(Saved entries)
◇ ◇ ◇ ◇ ◇ ◇ ◇
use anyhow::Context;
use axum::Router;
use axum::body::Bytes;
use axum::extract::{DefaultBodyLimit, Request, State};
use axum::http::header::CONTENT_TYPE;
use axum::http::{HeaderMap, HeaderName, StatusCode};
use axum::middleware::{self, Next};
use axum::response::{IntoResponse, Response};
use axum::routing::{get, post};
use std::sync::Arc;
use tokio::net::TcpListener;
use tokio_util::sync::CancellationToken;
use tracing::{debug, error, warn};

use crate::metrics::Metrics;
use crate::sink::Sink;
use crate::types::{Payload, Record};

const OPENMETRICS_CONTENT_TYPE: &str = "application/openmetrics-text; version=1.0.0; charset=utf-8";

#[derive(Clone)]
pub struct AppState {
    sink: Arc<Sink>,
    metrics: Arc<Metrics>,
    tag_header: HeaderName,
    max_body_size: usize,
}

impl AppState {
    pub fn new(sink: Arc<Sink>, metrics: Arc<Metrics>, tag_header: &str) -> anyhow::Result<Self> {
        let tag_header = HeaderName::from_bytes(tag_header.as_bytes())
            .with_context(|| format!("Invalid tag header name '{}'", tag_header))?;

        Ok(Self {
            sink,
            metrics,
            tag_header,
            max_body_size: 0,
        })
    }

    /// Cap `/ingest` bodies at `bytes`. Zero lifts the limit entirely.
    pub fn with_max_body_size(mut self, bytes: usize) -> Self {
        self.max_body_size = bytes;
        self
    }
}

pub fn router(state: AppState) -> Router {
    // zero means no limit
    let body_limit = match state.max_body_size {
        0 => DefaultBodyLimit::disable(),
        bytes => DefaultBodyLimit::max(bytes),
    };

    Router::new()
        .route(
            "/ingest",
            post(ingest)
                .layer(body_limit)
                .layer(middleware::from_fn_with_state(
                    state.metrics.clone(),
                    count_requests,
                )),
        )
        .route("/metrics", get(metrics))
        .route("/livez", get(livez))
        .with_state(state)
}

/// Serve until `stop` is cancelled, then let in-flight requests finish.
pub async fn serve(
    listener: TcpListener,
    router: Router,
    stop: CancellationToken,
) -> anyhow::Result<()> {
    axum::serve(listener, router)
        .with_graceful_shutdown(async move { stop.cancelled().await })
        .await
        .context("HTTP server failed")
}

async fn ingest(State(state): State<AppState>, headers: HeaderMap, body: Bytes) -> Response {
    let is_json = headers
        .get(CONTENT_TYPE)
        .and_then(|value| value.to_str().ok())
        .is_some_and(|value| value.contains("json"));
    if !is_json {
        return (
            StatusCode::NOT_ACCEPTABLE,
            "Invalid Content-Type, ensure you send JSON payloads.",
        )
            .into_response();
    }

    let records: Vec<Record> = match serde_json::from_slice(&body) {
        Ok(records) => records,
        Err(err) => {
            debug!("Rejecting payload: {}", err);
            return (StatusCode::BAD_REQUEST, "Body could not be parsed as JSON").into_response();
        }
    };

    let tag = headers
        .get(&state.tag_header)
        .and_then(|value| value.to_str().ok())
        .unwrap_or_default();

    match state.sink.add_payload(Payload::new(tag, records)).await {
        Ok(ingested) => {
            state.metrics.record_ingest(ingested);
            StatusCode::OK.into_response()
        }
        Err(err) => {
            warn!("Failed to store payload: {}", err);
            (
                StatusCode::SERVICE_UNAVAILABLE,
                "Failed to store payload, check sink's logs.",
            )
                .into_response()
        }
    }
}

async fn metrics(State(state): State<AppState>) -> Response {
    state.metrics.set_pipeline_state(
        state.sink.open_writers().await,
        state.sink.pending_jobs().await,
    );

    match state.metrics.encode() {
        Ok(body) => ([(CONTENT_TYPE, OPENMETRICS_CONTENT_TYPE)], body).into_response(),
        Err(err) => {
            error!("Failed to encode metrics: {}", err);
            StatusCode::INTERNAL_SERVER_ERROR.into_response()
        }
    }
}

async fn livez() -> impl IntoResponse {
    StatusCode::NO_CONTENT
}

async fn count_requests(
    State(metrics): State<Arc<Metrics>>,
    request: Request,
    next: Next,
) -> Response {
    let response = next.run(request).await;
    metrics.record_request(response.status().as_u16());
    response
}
◇ ◇ ◇ ◇ ◇ ◇ ◇
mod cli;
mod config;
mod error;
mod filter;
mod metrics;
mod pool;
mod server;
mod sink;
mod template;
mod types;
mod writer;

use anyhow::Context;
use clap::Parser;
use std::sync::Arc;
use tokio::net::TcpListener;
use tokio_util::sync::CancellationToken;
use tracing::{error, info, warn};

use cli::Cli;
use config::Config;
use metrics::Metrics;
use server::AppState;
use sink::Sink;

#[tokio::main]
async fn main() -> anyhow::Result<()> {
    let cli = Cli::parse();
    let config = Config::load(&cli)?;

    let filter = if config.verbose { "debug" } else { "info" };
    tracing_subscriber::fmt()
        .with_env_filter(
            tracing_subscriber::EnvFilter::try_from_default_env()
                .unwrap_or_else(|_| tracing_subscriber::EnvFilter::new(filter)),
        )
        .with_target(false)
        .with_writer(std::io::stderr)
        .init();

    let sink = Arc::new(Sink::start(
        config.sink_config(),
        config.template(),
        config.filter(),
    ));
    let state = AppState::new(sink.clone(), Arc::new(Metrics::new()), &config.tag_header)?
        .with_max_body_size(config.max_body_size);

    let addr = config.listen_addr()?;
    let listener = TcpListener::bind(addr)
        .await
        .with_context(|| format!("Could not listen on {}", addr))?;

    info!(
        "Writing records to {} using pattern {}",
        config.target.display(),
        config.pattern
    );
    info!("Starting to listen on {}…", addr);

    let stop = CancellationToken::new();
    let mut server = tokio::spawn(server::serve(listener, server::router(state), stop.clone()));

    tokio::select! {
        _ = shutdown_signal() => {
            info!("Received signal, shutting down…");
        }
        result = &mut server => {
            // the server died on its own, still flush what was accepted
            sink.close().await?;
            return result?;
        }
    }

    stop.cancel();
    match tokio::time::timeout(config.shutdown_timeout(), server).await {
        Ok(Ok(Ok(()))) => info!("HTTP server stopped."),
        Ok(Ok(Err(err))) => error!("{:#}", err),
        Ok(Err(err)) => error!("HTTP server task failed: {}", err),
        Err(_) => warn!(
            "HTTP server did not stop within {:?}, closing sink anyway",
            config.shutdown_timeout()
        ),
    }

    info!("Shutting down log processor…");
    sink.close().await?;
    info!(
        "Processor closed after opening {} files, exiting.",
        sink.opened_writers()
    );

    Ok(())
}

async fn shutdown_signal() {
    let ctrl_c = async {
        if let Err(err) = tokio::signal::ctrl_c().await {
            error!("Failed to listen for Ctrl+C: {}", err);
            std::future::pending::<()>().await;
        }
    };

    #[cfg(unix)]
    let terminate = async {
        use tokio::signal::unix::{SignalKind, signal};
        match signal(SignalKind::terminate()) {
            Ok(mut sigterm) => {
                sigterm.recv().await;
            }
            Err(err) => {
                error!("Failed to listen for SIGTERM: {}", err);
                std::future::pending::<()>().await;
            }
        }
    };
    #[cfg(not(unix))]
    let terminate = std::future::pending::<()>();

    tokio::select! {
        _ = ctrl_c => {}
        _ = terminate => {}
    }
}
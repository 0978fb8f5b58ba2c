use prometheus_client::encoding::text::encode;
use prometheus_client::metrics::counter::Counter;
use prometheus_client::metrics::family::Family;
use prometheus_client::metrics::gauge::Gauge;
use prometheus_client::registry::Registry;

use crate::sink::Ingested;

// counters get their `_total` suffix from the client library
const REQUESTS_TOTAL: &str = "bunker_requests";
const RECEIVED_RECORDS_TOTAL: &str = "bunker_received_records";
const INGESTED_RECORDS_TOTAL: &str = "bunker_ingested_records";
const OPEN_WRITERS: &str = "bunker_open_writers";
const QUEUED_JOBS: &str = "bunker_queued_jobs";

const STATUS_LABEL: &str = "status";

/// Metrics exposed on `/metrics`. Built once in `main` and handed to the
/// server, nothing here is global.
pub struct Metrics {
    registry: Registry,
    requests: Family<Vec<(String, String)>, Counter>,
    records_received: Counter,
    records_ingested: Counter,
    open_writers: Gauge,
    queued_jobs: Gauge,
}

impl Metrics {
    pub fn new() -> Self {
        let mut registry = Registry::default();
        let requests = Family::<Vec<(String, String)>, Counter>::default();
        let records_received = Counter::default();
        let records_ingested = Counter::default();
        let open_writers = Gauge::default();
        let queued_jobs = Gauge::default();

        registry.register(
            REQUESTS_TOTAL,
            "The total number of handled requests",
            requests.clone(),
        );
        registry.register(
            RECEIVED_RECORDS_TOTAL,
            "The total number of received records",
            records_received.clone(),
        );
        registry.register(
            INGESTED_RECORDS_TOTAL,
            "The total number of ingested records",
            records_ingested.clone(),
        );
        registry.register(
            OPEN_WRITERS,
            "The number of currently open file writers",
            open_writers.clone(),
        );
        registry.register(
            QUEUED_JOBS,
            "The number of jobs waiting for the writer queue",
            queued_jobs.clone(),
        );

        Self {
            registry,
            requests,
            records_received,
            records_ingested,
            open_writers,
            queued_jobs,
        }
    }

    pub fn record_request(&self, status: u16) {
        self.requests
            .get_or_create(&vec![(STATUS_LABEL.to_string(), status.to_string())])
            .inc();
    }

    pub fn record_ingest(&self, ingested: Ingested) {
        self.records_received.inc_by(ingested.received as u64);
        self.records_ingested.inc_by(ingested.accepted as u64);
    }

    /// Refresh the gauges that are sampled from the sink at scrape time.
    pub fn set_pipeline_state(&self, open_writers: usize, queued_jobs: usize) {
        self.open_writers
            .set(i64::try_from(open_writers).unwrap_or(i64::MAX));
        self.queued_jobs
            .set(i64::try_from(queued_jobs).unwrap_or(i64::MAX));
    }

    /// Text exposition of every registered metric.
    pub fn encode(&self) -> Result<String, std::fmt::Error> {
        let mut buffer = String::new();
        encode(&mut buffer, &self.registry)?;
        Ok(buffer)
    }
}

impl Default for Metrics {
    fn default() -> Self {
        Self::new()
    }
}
◇ ◇ ◇ ◇ ◇ ◇ ◇
■ Task brief
Which lines of the records hold the string "DefaultBodyLimit"? Copy each one.

■ Task solution
use axum::extract::{DefaultBodyLimit, Request, State};
        0 => DefaultBodyLimit::disable(),
        bytes => DefaultBodyLimit::max(bytes),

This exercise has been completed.